O vulcão Mount Kanlaon, situado na ilha de Negros, nas Filipinas, voltou a apresentar atividade eruptiva nesta quinta-feira. A informação foi confirmada pelo Instituto Filipino de Vulcanologia e Sismologia, responsável pelo monitoramento sísmico e vulcânico no país.
Imagens captadas por câmeras oficiais registraram o momento em que uma espessa coluna de fumaça escura foi expelida da cratera, formando uma nuvem visível a grandes distâncias. O fenômeno ocorreu às 16h54 no horário local e teve duração aproximada de dois minutos, segundo dados preliminares divulgados pelas autoridades.
Erupção do Kanlaon reacende alerta na ilha de Negros
Apesar de breve, a erupção mobilizou equipes de monitoramento e levou à emissão de alertas preventivos. O instituto recomendou que moradores e autoridades locais permaneçam atentos ao risco de queda de cinzas vulcânicas e à possibilidade de fluxos piroclásticos — misturas de gases quentes, cinzas e fragmentos de rocha que podem descer rapidamente pelas encostas.
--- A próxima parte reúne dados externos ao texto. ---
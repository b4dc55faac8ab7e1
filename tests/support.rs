use std::ffi::OsStr;
use std::io::{Read, Write};
use std::net::{Shutdown, TcpListener, TcpStream};
use std::process::{Command, Output};
use std::sync::mpsc;
use std::thread;
use std::time::Duration;

pub struct ServerHandle {
    shutdown: mpsc::Sender<()>,
    thread: Option<thread::JoinHandle<()>>,
}

impl Drop for ServerHandle {
    fn drop(&mut self) {
        let _send_result = self.shutdown.send(());
        if let Some(handle) = self.thread.take() {
            drop(handle.join());
        }
    }
}

/// Spawn a lightweight HTTP server answering every request with `status`.
///
/// Returns `None` when the environment forbids binding a local listener.
///
/// # Errors
///
/// Returns an error if the listener cannot be configured.
pub fn spawn_http_server_or_skip(
    status: u16,
) -> Result<Option<(String, ServerHandle)>, String> {
    let listener = match TcpListener::bind("127.0.0.1:0") {
        Ok(listener) => listener,
        Err(_) => return Ok(None),
    };
    let addr = listener
        .local_addr()
        .map_err(|err| format!("server addr failed: {}", err))?;
    listener
        .set_nonblocking(true)
        .map_err(|err| format!("set_nonblocking failed: {}", err))?;

    let (shutdown_tx, shutdown_rx) = mpsc::channel();

    let handle = thread::spawn(move || {
        loop {
            if shutdown_rx.try_recv().is_ok() {
                break;
            }

            match listener.accept() {
                Ok((stream, _)) => {
                    thread::spawn(move || handle_client(stream, status));
                }
                Err(err) if err.kind() == std::io::ErrorKind::WouldBlock => {
                    thread::sleep(Duration::from_millis(10));
                }
                Err(_) => break,
            }
        }
    });

    Ok(Some((
        format!("http://{}", addr),
        ServerHandle {
            shutdown: shutdown_tx,
            thread: Some(handle),
        },
    )))
}

fn handle_client(mut stream: TcpStream, status: u16) {
    let mut buffer = [0u8; 1024];
    if stream.read(&mut buffer).is_err() {
        return;
    }
    let reason = match status {
        200 => "OK",
        404 => "Not Found",
        _ => "Status",
    };
    let response = format!(
        "HTTP/1.1 {} {}\r\nContent-Length: 2\r\nConnection: close\r\n\r\nOK",
        status, reason
    );
    if stream.write_all(response.as_bytes()).is_err() {
        return;
    }
    if stream.flush().is_err() {
        return;
    }
    drop(stream.shutdown(Shutdown::Both));
}

/// Reserve a local port that no one is listening on.
///
/// Returns `None` when the environment forbids binding a probe listener.
///
/// # Errors
///
/// Returns an error if the probe listener address cannot be read.
pub fn closed_port_url() -> Result<Option<String>, String> {
    let listener = match TcpListener::bind("127.0.0.1:0") {
        Ok(listener) => listener,
        Err(_) => return Ok(None),
    };
    let addr = listener
        .local_addr()
        .map_err(|err| format!("probe addr failed: {}", err))?;
    drop(listener);
    Ok(Some(format!("http://{}/", addr)))
}

/// Run the `gust` binary and capture output.
///
/// # Errors
///
/// Returns an error if the binary cannot be executed.
pub fn run_gust<I, S>(args: I) -> Result<Output, String>
where
    I: IntoIterator<Item = S>,
    S: AsRef<OsStr>,
{
    let bin = gust_bin()?;
    Command::new(bin)
        .args(args)
        .env("RUST_LOG", "error")
        .output()
        .map_err(|err| format!("run gust failed: {}", err))
}

fn gust_bin() -> Result<String, String> {
    option_env!("CARGO_BIN_EXE_gust").map_or_else(
        || Err("CARGO_BIN_EXE_gust missing at compile time.".to_owned()),
        |path| Ok(path.to_owned()),
    )
}

/// Find the report line starting with `label` and return its numeric field.
///
/// # Errors
///
/// Returns an error when the line is missing or not numeric.
pub fn report_count(stdout: &str, label: &str) -> Result<u64, String> {
    let line = stdout
        .lines()
        .find(|line| line.starts_with(label))
        .ok_or_else(|| format!("missing report line '{}' in:\n{}", label, stdout))?;
    let tail = line
        .get(label.len()..)
        .ok_or_else(|| format!("malformed report line: {}", line))?;
    let number = tail
        .split_whitespace()
        .next()
        .ok_or_else(|| format!("no value on report line: {}", line))?;
    number
        .parse()
        .map_err(|err| format!("bad value '{}' on line '{}': {}", number, line, err))
}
O Kanlaon integra a lista dos vulcões mais ativos das Filipinas, país localizado no chamado Círculo de Fogo do Pacífico, região marcada por intensa atividade tectônica. O histórico de erupções anteriores mantém a vigilância constante sobre a montanha.
Municípios próximos podem ser afetados
Nas áreas próximas ao vulcão estão os municípios de Bago, La Carlota, San Carlos e Canlaon. Embora não haja registro imediato de danos graves, autoridades locais reforçaram orientações para que a população evite se aproximar da zona de risco e acompanhe os comunicados oficiais.
A queda de cinzas pode afetar a qualidade do ar, a visibilidade e atividades agrícolas, dependendo da direção dos ventos. Por isso, o monitoramento climático também é parte essencial da avaliação de impactos após a erupção.
Monitoramento contínuo e prevenção
O Instituto de Vulcanologia e Sismologia segue acompanhando o comportamento do vulcão em tempo real, avaliando possíveis novas emissões. Episódios como esse reforçam a importância de sistemas de alerta precoce em regiões sujeitas à atividade vulcânica.
Embora a erupção tenha sido curta, o episódio evidencia a força geológica presente nas Filipinas. Em áreas onde a terra pulsa com energia subterrânea, a vigilância constante é parte da rotina — e cada nova emissão serve como lembrete do poder da natureza.